Let me give you the back story. Over the last two years I’ve been working on building a portfolio of my larger quilting and textile creations. I want to get more of my work into galleries and exhibitions and one day I’d like to have a solo show.
If you’ve ever entered a juried show, you probably know that it can be highly competitive. Often hundreds of people are competing for a finite number of spaces to have their work shown. Sometimes you are up against some pretty staggering odds.
It’s a tough situation. Artists pour a lot of energy – heart and soul! – into their work. The subject matter, the process… it can all be highly personal. I don’t think I’m exaggerating when I say that every one of my quilts has a part of me in it.
Then there is the effort involved in entering your work into a show. The artist’s statement, your bio or CV, and a description of how your work fits the guidelines of the show. Even when you already have these parts written, you still end up tweaking and refining them for the specific show. (And if you don’t edit for each application, you’re making a mistake!)
Inevitably, you get your hopes up. You start thinking about the opening reception. You start practicing humble brags. You audition input for a discussion about your inspiration.

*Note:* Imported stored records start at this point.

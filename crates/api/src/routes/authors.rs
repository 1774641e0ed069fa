//! Author routes.

use axum::{
    Json, Router,
    extract::{Path, State},
    http::StatusCode,
    response::IntoResponse,
    routing::{get, post, put},
};
use serde::{Deserialize, Serialize};
use tracing::info;

use crate::error::{ApiError, ApiResult};
use crate::{AppState, middleware::auth::StaffUser};
use libris_core::catalog::AuthorInput;
use libris_db::AuthorRepository;
use libris_db::entities::{authors, books};
use libris_shared::AppError;
use libris_shared::types::AuthorId;

/// Creates the public author routes.
pub fn public_routes() -> Router<AppState> {
    Router::new()
        .route("/authors", get(list_authors))
        .route("/authors/{author_id}", get(get_author))
}

/// Creates the staff author routes (requires auth middleware).
pub fn routes() -> Router<AppState> {
    Router::new()
        .route("/authors", post(create_author))
        .route("/authors/{author_id}", put(update_author).delete(delete_author))
}

/// Request body for creating or replacing an author.
#[derive(Debug, Deserialize)]
pub struct AuthorRequest {
    /// Name.
    pub name: String,
    /// Biography.
    pub bio: Option<String>,
}

/// An author in the listing.
#[derive(Debug, Serialize)]
pub struct AuthorListItem {
    /// Author row.
    #[serde(flatten)]
    pub author: authors::Model,
    /// Books by this author.
    pub book_count: u64,
}

/// An author with their books.
#[derive(Debug, Serialize)]
pub struct AuthorDetailResponse {
    /// Author row.
    #[serde(flatten)]
    pub author: authors::Model,
    /// Books, newest first.
    pub books: Vec<books::Model>,
}

fn repo(state: &AppState) -> AuthorRepository {
    AuthorRepository::new((*state.db).clone())
}

/// GET `/authors` - Authors by name with book counts.
async fn list_authors(State(state): State<AppState>) -> ApiResult<Json<Vec<AuthorListItem>>> {
    let authors = repo(&state).list_with_counts().await?;
    Ok(Json(
        authors
            .into_iter()
            .map(|a| AuthorListItem {
                author: a.author,
                book_count: a.book_count,
            })
            .collect(),
    ))
}

/// GET `/authors/{author_id}` - Author detail with books.
async fn get_author(
    State(state): State<AppState>,
    Path(author_id): Path<AuthorId>,
) -> ApiResult<Json<AuthorDetailResponse>> {
    let detail = repo(&state)
        .find_detail(author_id)
        .await?
        .ok_or_else(|| ApiError(AppError::NotFound("Author not found".to_string())))?;
    Ok(Json(AuthorDetailResponse {
        author: detail.author,
        books: detail.books,
    }))
}

/// POST `/authors` - Create an author (staff).
async fn create_author(
    State(state): State<AppState>,
    staff: StaffUser,
    Json(payload): Json<AuthorRequest>,
) -> ApiResult<impl IntoResponse> {
    let input = AuthorInput::new(&payload.name, payload.bio.as_deref())?;
    let author = repo(&state).create(input).await?;
    info!(staff_id = %staff.user_id(), author_id = %author.id, "Author added");
    Ok((StatusCode::CREATED, Json(author)))
}

/// PUT `/authors/{author_id}` - Replace an author (staff).
async fn update_author(
    State(state): State<AppState>,
    _staff: StaffUser,
    Path(author_id): Path<AuthorId>,
    Json(payload): Json<AuthorRequest>,
) -> ApiResult<impl IntoResponse> {
    let input = AuthorInput::new(&payload.name, payload.bio.as_deref())?;
    Ok(Json(repo(&state).update(author_id, input).await?))
}

/// DELETE `/authors/{author_id}` - Delete an author; their books stay (staff).
async fn delete_author(
    State(state): State<AppState>,
    _staff: StaffUser,
    Path(author_id): Path<AuthorId>,
) -> ApiResult<impl IntoResponse> {
    repo(&state).delete(author_id).await?;
    Ok(StatusCode::NO_CONTENT)
}
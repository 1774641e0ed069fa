use super::*;
use std::str::FromStr;
use uuid::Uuid;

#[test]
fn test_new_ids_are_unique() {
    assert_ne!(BookId::new(), BookId::new());
}

#[test]
fn test_uuid_round_trip_through_from() {
    let uuid = Uuid::new_v4();
    let record_id = BorrowRecordId::from(uuid);
    assert_eq!(Uuid::from(record_id), uuid);
    assert_eq!(record_id.into_inner(), uuid);
}

#[test]
fn test_display_matches_inner_uuid() {
    let uuid = Uuid::new_v4();
    assert_eq!(BookId::from_uuid(uuid).to_string(), uuid.to_string());
}

#[test]
fn test_parse_from_path_segment() {
    let uuid = Uuid::new_v4();
    let id = UserId::from_str(&uuid.to_string()).unwrap();
    assert_eq!(id.into_inner(), uuid);
    assert!(ReviewId::from_str("not-a-uuid").is_err());
}

#[test]
fn test_serializes_as_bare_uuid() {
    let uuid = Uuid::new_v4();
    let json = serde_json::to_string(&AuthorId::from_uuid(uuid)).unwrap();
    assert_eq!(json, format!("\"{uuid}\""));
}
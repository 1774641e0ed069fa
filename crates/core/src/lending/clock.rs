//! Source of "today" for lending decisions.
//!
//! The calendar is the UTC date. Overdue checks compare against it with no
//! grace period.

use std::sync::atomic::{AtomicI32, Ordering};

use chrono::{Datelike, NaiveDate, Utc};

/// Provides the current calendar date.
pub trait Clock: Send + Sync {
    /// Today's date.
    fn today(&self) -> NaiveDate;
}

/// Wall clock, UTC calendar.
#[derive(Debug, Clone, Copy, Default)]
pub struct SystemClock;

impl Clock for SystemClock {
    fn today(&self) -> NaiveDate {
        Utc::now().date_naive()
    }
}

/// A clock pinned to a date, movable forward in tests and seed scripts.
#[derive(Debug)]
pub struct FixedClock {
    days_from_ce: AtomicI32,
}

impl FixedClock {
    /// Pins the clock to `date`.
    #[must_use]
    pub fn new(date: NaiveDate) -> Self {
        Self {
            days_from_ce: AtomicI32::new(date.num_days_from_ce()),
        }
    }

    /// Moves the clock to `date`.
    pub fn set(&self, date: NaiveDate) {
        self.days_from_ce
            .store(date.num_days_from_ce(), Ordering::SeqCst);
    }

    /// Moves the clock by `days` (negative moves it back).
    pub fn advance(&self, days: i32) {
        self.days_from_ce.fetch_add(days, Ordering::SeqCst);
    }
}

impl Clock for FixedClock {
    fn today(&self) -> NaiveDate {
        let days = self.days_from_ce.load(Ordering::SeqCst);
        NaiveDate::from_num_days_from_ce_opt(days).unwrap_or(NaiveDate::MAX)
    }
}

#[cfg(test)]
mod tests {
    use super::*;

    #[test]
    fn test_fixed_clock_advances() {
        let start = NaiveDate::from_ymd_opt(2026, 2, 27).unwrap();
        let clock = FixedClock::new(start);
        assert_eq!(clock.today(), start);

        clock.advance(2);
        assert_eq!(clock.today(), NaiveDate::from_ymd_opt(2026, 3, 1).unwrap());

        clock.set(start);
        assert_eq!(clock.today(), start);
    }

    #[test]
    fn test_system_clock_is_utc_today() {
        let before = Utc::now().date_naive();
        let today = SystemClock.today();
        let after = Utc::now().date_naive();
        assert!(before <= today && today <= after);
    }
}
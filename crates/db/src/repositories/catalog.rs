//! Author and category repositories, plus the shared catalog error.

use std::collections::HashMap;

use sea_orm::{
    ActiveModelTrait, ColumnTrait, DatabaseConnection, DbErr, EntityTrait, PaginatorTrait,
    QueryFilter, QueryOrder, QuerySelect, Set, SqlErr, sea_query::Expr,
};
use thiserror::Error;
use uuid::Uuid;

use libris_core::catalog::{AuthorInput, CatalogError, CategoryInput};
use libris_shared::types::{AuthorId, BookId, CategoryId};

use crate::entities::{authors, books, categories};

/// Error types for catalog operations.
#[derive(Debug, Error)]
pub enum CatalogRepoError {
    /// Input rejected by catalog rules.
    #[error(transparent)]
    Validation(#[from] CatalogError),

    /// Book not found.
    #[error("Book not found: {0}")]
    BookNotFound(BookId),

    /// Author not found.
    #[error("Author not found: {0}")]
    AuthorNotFound(AuthorId),

    /// Category not found.
    #[error("Category not found: {0}")]
    CategoryNotFound(CategoryId),

    /// Category name already used.
    #[error("Category '{0}' already exists")]
    DuplicateCategory(String),

    /// ISBN already used by another book.
    #[error("ISBN '{0}' is already used by another book")]
    DuplicateIsbn(String),

    /// The edit would leave fewer shelf slots than copies out on loan.
    #[error("{on_loan} copies are on loan; total {total} with {available} available is inconsistent")]
    CopiesOnLoan {
        /// Copies currently borrowed.
        on_loan: u64,
        /// Requested total.
        total: i32,
        /// Requested available.
        available: i32,
    },

    /// Database error.
    #[error("Database error: {0}")]
    Database(#[from] DbErr),
}

/// Counts books per author or category id.
async fn book_counts(
    db: &DatabaseConnection,
    column: books::Column,
) -> Result<HashMap<Uuid, u64>, DbErr> {
    let rows: Vec<(Option<Uuid>, i64)> = books::Entity::find()
        .select_only()
        .column(column)
        .column_as(Expr::col(books::Column::Id).count(), "book_count")
        .filter(column.is_not_null())
        .group_by(column)
        .into_tuple()
        .all(db)
        .await?;
    Ok(rows
        .into_iter()
        .filter_map(|(id, count)| id.map(|id| (id, u64::try_from(count).unwrap_or_default())))
        .collect())
}

/// An author with the number of books in the catalog.
#[derive(Debug, Clone)]
pub struct AuthorSummary {
    /// Author row.
    pub author: authors::Model,
    /// Books by this author.
    pub book_count: u64,
}

/// An author with their books, newest first.
#[derive(Debug, Clone)]
pub struct AuthorDetail {
    /// Author row.
    pub author: authors::Model,
    /// Books by this author.
    pub books: Vec<books::Model>,
}

/// Author repository.
#[derive(Debug, Clone)]
pub struct AuthorRepository {
    db: DatabaseConnection,
}

impl AuthorRepository {
    /// Creates a new author repository.
    #[must_use]
    pub const fn new(db: DatabaseConnection) -> Self {
        Self { db }
    }

    /// Lists authors by name with their book counts.
    ///
    /// # Errors
    ///
    /// Returns an error if the database query fails.
    pub async fn list_with_counts(&self) -> Result<Vec<AuthorSummary>, DbErr> {
        let counts = book_counts(&self.db, books::Column::AuthorId).await?;
        let authors = authors::Entity::find()
            .order_by_asc(authors::Column::Name)
            .all(&self.db)
            .await?;
        Ok(authors
            .into_iter()
            .map(|author| AuthorSummary {
                book_count: counts.get(&author.id).copied().unwrap_or_default(),
                author,
            })
            .collect())
    }

    /// Finds an author by ID.
    ///
    /// # Errors
    ///
    /// Returns an error if the database query fails.
    pub async fn find_by_id(&self, id: AuthorId) -> Result<Option<authors::Model>, DbErr> {
        authors::Entity::find_by_id(id.into_inner()).one(&self.db).await
    }

    /// Loads an author and their books, newest first.
    ///
    /// # Errors
    ///
    /// Returns an error if the database query fails.
    pub async fn find_detail(&self, id: AuthorId) -> Result<Option<AuthorDetail>, DbErr> {
        let Some(author) = self.find_by_id(id).await? else {
            return Ok(None);
        };
        let books = books::Entity::find()
            .filter(books::Column::AuthorId.eq(author.id))
            .order_by_desc(books::Column::CreatedAt)
            .order_by_desc(books::Column::Id)
            .all(&self.db)
            .await?;
        Ok(Some(AuthorDetail { author, books }))
    }

    /// Creates an author.
    ///
    /// # Errors
    ///
    /// Returns an error if the database insert fails.
    pub async fn create(&self, input: AuthorInput) -> Result<authors::Model, CatalogRepoError> {
        let author = authors::ActiveModel {
            id: Set(AuthorId::new().into_inner()),
            name: Set(input.name),
            bio: Set(input.bio),
            created_at: Set(chrono::Utc::now().into()),
        }
        .insert(&self.db)
        .await?;
        tracing::info!(author_id = %author.id, "Author created");
        Ok(author)
    }

    /// Updates an author.
    ///
    /// # Errors
    ///
    /// Returns `AuthorNotFound` or a database error.
    pub async fn update(
        &self,
        id: AuthorId,
        input: AuthorInput,
    ) -> Result<authors::Model, CatalogRepoError> {
        let author = self
            .find_by_id(id)
            .await?
            .ok_or(CatalogRepoError::AuthorNotFound(id))?;
        let mut active: authors::ActiveModel = author.into();
        active.name = Set(input.name);
        active.bio = Set(input.bio);
        Ok(active.update(&self.db).await?)
    }

    /// Deletes an author; their books keep existing without an author.
    ///
    /// # Errors
    ///
    /// Returns `AuthorNotFound` or a database error.
    pub async fn delete(&self, id: AuthorId) -> Result<(), CatalogRepoError> {
        let result = authors::Entity::delete_by_id(id.into_inner())
            .exec(&self.db)
            .await?;
        if result.rows_affected == 0 {
            return Err(CatalogRepoError::AuthorNotFound(id));
        }
        tracing::info!(author_id = %id, "Author deleted");
        Ok(())
    }

    /// Number of authors.
    ///
    /// # Errors
    ///
    /// Returns an error if the database query fails.
    pub async fn count(&self) -> Result<u64, DbErr> {
        authors::Entity::find().count(&self.db).await
    }
}

/// A category with the number of books in it.
#[derive(Debug, Clone)]
pub struct CategorySummary {
    /// Category row.
    pub category: categories::Model,
    /// Books in this category.
    pub book_count: u64,
}

fn map_category_violation(err: DbErr, name: &str) -> CatalogRepoError {
    match err.sql_err() {
        Some(SqlErr::UniqueConstraintViolation(_)) => {
            CatalogRepoError::DuplicateCategory(name.to_string())
        }
        _ => CatalogRepoError::Database(err),
    }
}

/// Category repository.
#[derive(Debug, Clone)]
pub struct CategoryRepository {
    db: DatabaseConnection,
}

impl CategoryRepository {
    /// Creates a new category repository.
    #[must_use]
    pub const fn new(db: DatabaseConnection) -> Self {
        Self { db }
    }

    /// Lists categories by name with their book counts.
    ///
    /// # Errors
    ///
    /// Returns an error if the database query fails.
    pub async fn list_with_counts(&self) -> Result<Vec<CategorySummary>, DbErr> {
        let counts = book_counts(&self.db, books::Column::CategoryId).await?;
        let categories = categories::Entity::find()
            .order_by_asc(categories::Column::Name)
            .all(&self.db)
            .await?;
        Ok(categories
            .into_iter()
            .map(|category| CategorySummary {
                book_count: counts.get(&category.id).copied().unwrap_or_default(),
                category,
            })
            .collect())
    }

    /// Finds a category by ID.
    ///
    /// # Errors
    ///
    /// Returns an error if the database query fails.
    pub async fn find_by_id(&self, id: CategoryId) -> Result<Option<categories::Model>, DbErr> {
        categories::Entity::find_by_id(id.into_inner()).one(&self.db).await
    }

    /// Creates a category.
    ///
    /// # Errors
    ///
    /// Returns `DuplicateCategory` or a database error.
    pub async fn create(&self, input: CategoryInput) -> Result<categories::Model, CatalogRepoError> {
        let taken = categories::Entity::find()
            .filter(categories::Column::Name.eq(&input.name))
            .count(&self.db)
            .await?
            > 0;
        if taken {
            return Err(CatalogRepoError::DuplicateCategory(input.name));
        }
        let name = input.name.clone();
        let category = categories::ActiveModel {
            id: Set(CategoryId::new().into_inner()),
            name: Set(input.name),
            description: Set(input.description),
        }
        .insert(&self.db)
        .await
        .map_err(|e| map_category_violation(e, &name))?;
        tracing::info!(category_id = %category.id, "Category created");
        Ok(category)
    }

    /// Updates a category.
    ///
    /// # Errors
    ///
    /// Returns `CategoryNotFound`, `DuplicateCategory` or a database error.
    pub async fn update(
        &self,
        id: CategoryId,
        input: CategoryInput,
    ) -> Result<categories::Model, CatalogRepoError> {
        let category = self
            .find_by_id(id)
            .await?
            .ok_or(CatalogRepoError::CategoryNotFound(id))?;
        let name = input.name.clone();
        let mut active: categories::ActiveModel = category.into();
        active.name = Set(input.name);
        active.description = Set(input.description);
        active
            .update(&self.db)
            .await
            .map_err(|e| map_category_violation(e, &name))
    }

    /// Deletes a category; its books keep existing uncategorized.
    ///
    /// # Errors
    ///
    /// Returns `CategoryNotFound` or a database error.
    pub async fn delete(&self, id: CategoryId) -> Result<(), CatalogRepoError> {
        let result = categories::Entity::delete_by_id(id.into_inner())
            .exec(&self.db)
            .await?;
        if result.rows_affected == 0 {
            return Err(CatalogRepoError::CategoryNotFound(id));
        }
        tracing::info!(category_id = %id, "Category deleted");
        Ok(())
    }

    /// Number of categories.
    ///
    /// # Errors
    ///
    /// Returns an error if the database query fails.
    pub async fn count(&self) -> Result<u64, DbErr> {
        categories::Entity::find().count(&self.db).await
    }
}
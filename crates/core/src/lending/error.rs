//! Lending error types.
//!
//! Most variants are expected, recoverable refusals that the caller shows to
//! the user. The last two guard internal invariants and indicate a fault.

use chrono::NaiveDate;
use libris_shared::types::BorrowRecordId;
use thiserror::Error;

/// Errors produced by the lending ledger and the review gate.
#[derive(Debug, Clone, PartialEq, Eq, Error)]
pub enum LendingError {
    // ========== Borrow preconditions (checked in this order) ==========
    /// No copy of the book is on the shelf.
    #[error("No copies of this book are currently available")]
    NoCopiesAvailable,

    /// The student already holds an active borrow of this book.
    #[error("This book is already borrowed by the student")]
    AlreadyBorrowed,

    /// The student holds the maximum number of active borrows.
    #[error("Borrow limit of {limit} active books reached")]
    BorrowLimitExceeded {
        /// The configured limit.
        limit: u32,
    },

    // ========== Return ==========
    /// The record is not an active borrow, or belongs to someone else.
    #[error("Borrow record is not active or does not belong to the requester")]
    NotBorrowedOrNotOwner,

    // ========== Review gate ==========
    /// The student has already reviewed this book.
    #[error("The book has already been reviewed by the student")]
    AlreadyReviewed,

    /// The student never returned a borrow of this book.
    #[error("No returned borrow of this book was found for the student")]
    NoReturnedBorrowFound,

    /// Rating outside `1..=5`.
    #[error("Rating must be between 1 and 5, got {0}")]
    InvalidRating(i32),

    // ========== Invariant guards ==========
    /// An explicitly supplied due date precedes the borrow date.
    #[error("Due date {due_date} is before borrow date {borrow_date}")]
    InvalidDueDate {
        /// Borrow date.
        borrow_date: NaiveDate,
        /// Rejected due date.
        due_date: NaiveDate,
    },

    /// A copy count would leave `0 <= available <= total`.
    #[error("Copy count invariant violated: {available} available of {total}")]
    CopyCountInvariant {
        /// Total copies.
        total: i64,
        /// Available copies.
        available: i64,
    },

    /// A stored record has a status that disagrees with its return date.
    #[error("Borrow record {0} is inconsistent")]
    InconsistentRecord(BorrowRecordId),
}

impl LendingError {
    /// Stable machine-readable code for API responses.
    #[must_use]
    pub const fn code(&self) -> &'static str {
        match self {
            Self::NoCopiesAvailable => "no_copies_available",
            Self::AlreadyBorrowed => "already_borrowed",
            Self::BorrowLimitExceeded { .. } => "borrow_limit_exceeded",
            Self::NotBorrowedOrNotOwner => "not_borrowed_or_not_owner",
            Self::AlreadyReviewed => "already_reviewed",
            Self::NoReturnedBorrowFound => "no_returned_borrow_found",
            Self::InvalidRating(_) => "invalid_rating",
            Self::InvalidDueDate { .. } => "invalid_due_date",
            Self::CopyCountInvariant { .. } | Self::InconsistentRecord(_) => "internal_error",
        }
    }

    /// Actionable message for the person who made the request.
    #[must_use]
    pub fn user_message(&self) -> String {
        match self {
            Self::NoCopiesAvailable => {
                "Sorry, no copies of this book are currently available.".to_string()
            }
            Self::AlreadyBorrowed => "You already have this book borrowed.".to_string(),
            Self::BorrowLimitExceeded { limit } => format!(
                "You have reached the maximum limit of {limit} borrowed books. \
                 Please return a book before borrowing another."
            ),
            Self::NotBorrowedOrNotOwner => {
                "This borrow record is not an active borrow of yours.".to_string()
            }
            Self::AlreadyReviewed => "You have already reviewed this book.".to_string(),
            Self::NoReturnedBorrowFound => {
                "You can only review books you have borrowed and returned.".to_string()
            }
            Self::InvalidRating(_) => "Rating must be a whole number from 1 to 5.".to_string(),
            Self::InvalidDueDate { .. } => "The due date cannot be before the borrow date.".to_string(),
            Self::CopyCountInvariant { .. } | Self::InconsistentRecord(_) => {
                "An error occurred".to_string()
            }
        }
    }

    /// True for refusals the user can act on; false for invariant faults.
    #[must_use]
    pub const fn is_user_facing(&self) -> bool {
        !matches!(
            self,
            Self::CopyCountInvariant { .. } | Self::InconsistentRecord(_)
        )
    }
}

#[cfg(test)]
mod tests {
    use super::*;

    #[test]
    fn test_codes_are_distinct_for_user_facing_errors() {
        let errors = [
            LendingError::NoCopiesAvailable,
            LendingError::AlreadyBorrowed,
            LendingError::BorrowLimitExceeded { limit: 5 },
            LendingError::NotBorrowedOrNotOwner,
            LendingError::AlreadyReviewed,
            LendingError::NoReturnedBorrowFound,
            LendingError::InvalidRating(9),
        ];
        let mut codes: Vec<_> = errors.iter().map(LendingError::code).collect();
        codes.sort_unstable();
        codes.dedup();
        assert_eq!(codes.len(), errors.len());
        assert!(errors.iter().all(LendingError::is_user_facing));
    }

    #[test]
    fn test_limit_message_mentions_limit() {
        let message = LendingError::BorrowLimitExceeded { limit: 3 }.user_message();
        assert!(message.contains("maximum limit of 3"));
        assert!(message.contains("return a book"));
    }

    #[test]
    fn test_invariant_faults_are_opaque() {
        let error = LendingError::CopyCountInvariant {
            total: 1,
            available: 2,
        };
        assert!(!error.is_user_facing());
        assert_eq!(error.code(), "internal_error");
        assert_eq!(error.user_message(), "An error occurred");
    }
}
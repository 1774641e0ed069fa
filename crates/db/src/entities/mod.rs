//! `SeaORM` entity definitions.

pub mod prelude;

pub mod authors;
pub mod books;
pub mod borrow_records;
pub mod categories;
pub mod reviews;
pub mod sea_orm_active_enums;
pub mod student_profiles;
pub mod users;
//! Configuration module

use std::env;

/// Application configuration
#[derive(Debug, Clone)]
pub struct Config {
    /// Server port
    pub port: u16,

    /// API key for the OpenAI-compatible chat API.
    /// When unset, the advisor client always returns its fallbacks.
    pub openai_api_key: Option<String>,

    /// Base URL of the OpenAI-compatible API
    pub openai_base_url: String,

    /// Chat model used for sentiment analysis and suggestions
    pub openai_model: String,

    /// Request timeout for chat API calls, in seconds
    pub openai_timeout_seconds: u64,

    /// Environment (development, production)
    pub environment: String,
}

impl Config {
    /// Load configuration from environment variables
    pub fn from_env() -> Self {
        Self {
            port: env::var("PORT")
                .ok()
                .and_then(|p| p.parse().ok())
                .unwrap_or(8080),

            openai_api_key: env::var("OPENAI_API_KEY").ok().filter(|k| !k.is_empty()),

            openai_base_url: env::var("OPENAI_BASE_URL")
                .unwrap_or_else(|_| "https://api.openai.com/v1".to_string()),

            openai_model: env::var("OPENAI_MODEL")
                .unwrap_or_else(|_| "gpt-4o-mini".to_string()),

            openai_timeout_seconds: env::var("OPENAI_TIMEOUT_SECONDS")
                .ok()
                .and_then(|s| s.parse().ok())
                .unwrap_or(30),

            environment: env::var("ENVIRONMENT")
                .unwrap_or_else(|_| "development".to_string()),
        }
    }

    /// Check if running in production
    pub fn is_production(&self) -> bool {
        self.environment == "production"
    }
}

Then you get that email. The one that thanks you for your entry. And tells you how many other artists submitted work. And how difficult the decision was… and that you weren’t chosen.
Suddenly you’re back on the playground. Feeling like the kid who didn’t get picked to play with the popular kids.
I’ve gotten a number of turndowns this year. To be fair, I’ve been successful a few times too. But I’ve gotten far more “thanks, but no thanks.” And I won’t lie, it feels terrible. Each time, I feel like a complete failure.
This is where mindfulness can do its work. Because I’m not a failure. As I mentioned earlier, failure is a terrible word. What I’m really feeling is disappointment.
Disappointment is tough too, but I think it’s a much better way to look at the situation. Disappointment is an emotion and isn’t connected to my self-worth.
Disappointment reflects the circumstances. I wanted X but instead I got Y. On the other hand, failure reflects back on me. I wanted X, but I wasn’t good enough to get it. See the difference?
Failure does have its place in the world. But only in very limited application. If I wanted to enter a juried show that required me submit three pieces and I only submitted two, then my failure was in following directions.
So this is where mindfulness comes in. When those turn-downs show up in my email, and I feel awful, I spend a little bit of time just feeling. Awful, that is. It’s important to acknowledge painful feelings in order to move past them.
Then I put time into reminding myself that what I’m feeling is disappointment and not getting what I want is no reflection on my self-worth. It’s easier said that done, of course. When we put all of ourselves into something and it isn’t accepted as enthusiastically as we hope, we have a tendency to take it personally.
It takes time and practice to make this shift. But it does get easier. Not that you can completely avoid the painful feelings. They still come. But when you know how to reframe the situation, you can spend less time feeling bad.
The final – and arguably the most important step – is to get back up and keep trying. You may need to make some adjustments. In my case, I have done some work on my artist’s statement. The point is, you can’t let disappointment keep you from pursuing something important.
On a more practical note, there are dozens of reasons why artists get turned down. I’ll explore those another time! (read that post HERE)
Until then, acknowledge your feelings, remember that lack of success is no reflection on your worthiness, and keep trying! Good news may be just around the corner.